» Data for review
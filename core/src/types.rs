//! Domain records shared by the use cases, repositories and the API layer.
//!
//! # Design
//! Ids are plain strings so any backend (UUIDs, database keys, external auth
//! ids) can hand them through unchanged. The API layer defines its own
//! GraphQL output types and converts from these.

use serde::{Deserialize, Serialize};

/// An identity record. Users are created outside this service and are
/// read-only here.
#[derive(Debug, Clone, Serialize, Deserialize, PartialEq, Eq)]
pub struct User {
    pub id: String,
    pub username: String,
    pub email: String,
}

/// A single todo item, always owned by exactly one user.
#[derive(Debug, Clone, Serialize, Deserialize, PartialEq, Eq)]
pub struct Todo {
    pub id: String,
    pub description: String,
    pub completed: bool,
    pub user_id: String,
}

/// Input for creating a todo. The id is generated by the repository.
#[derive(Debug, Clone, Serialize, Deserialize)]
pub struct CreateTodo {
    pub description: String,
    #[serde(default)]
    pub completed: bool,
    pub user_id: String,
}

/// Input for replacing the mutable fields of an existing todo.
#[derive(Debug, Clone, Serialize, Deserialize)]
pub struct UpdateTodo {
    pub id: String,
    pub description: String,
    #[serde(default)]
    pub completed: bool,
    pub user_id: String,
}

/// The authenticated caller of a request, as proven by a verified token.
#[derive(Debug, Clone, PartialEq, Eq)]
pub struct Identity {
    pub subject: String,
    pub role: String,
}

» Your goal
Repeat exactly the lines above from the line that contains "pub struct Identity" through the end. Include both of these ends; leave out everything else.

» Exercise response
pub struct Identity {
    pub subject: String,
    pub role: String,
}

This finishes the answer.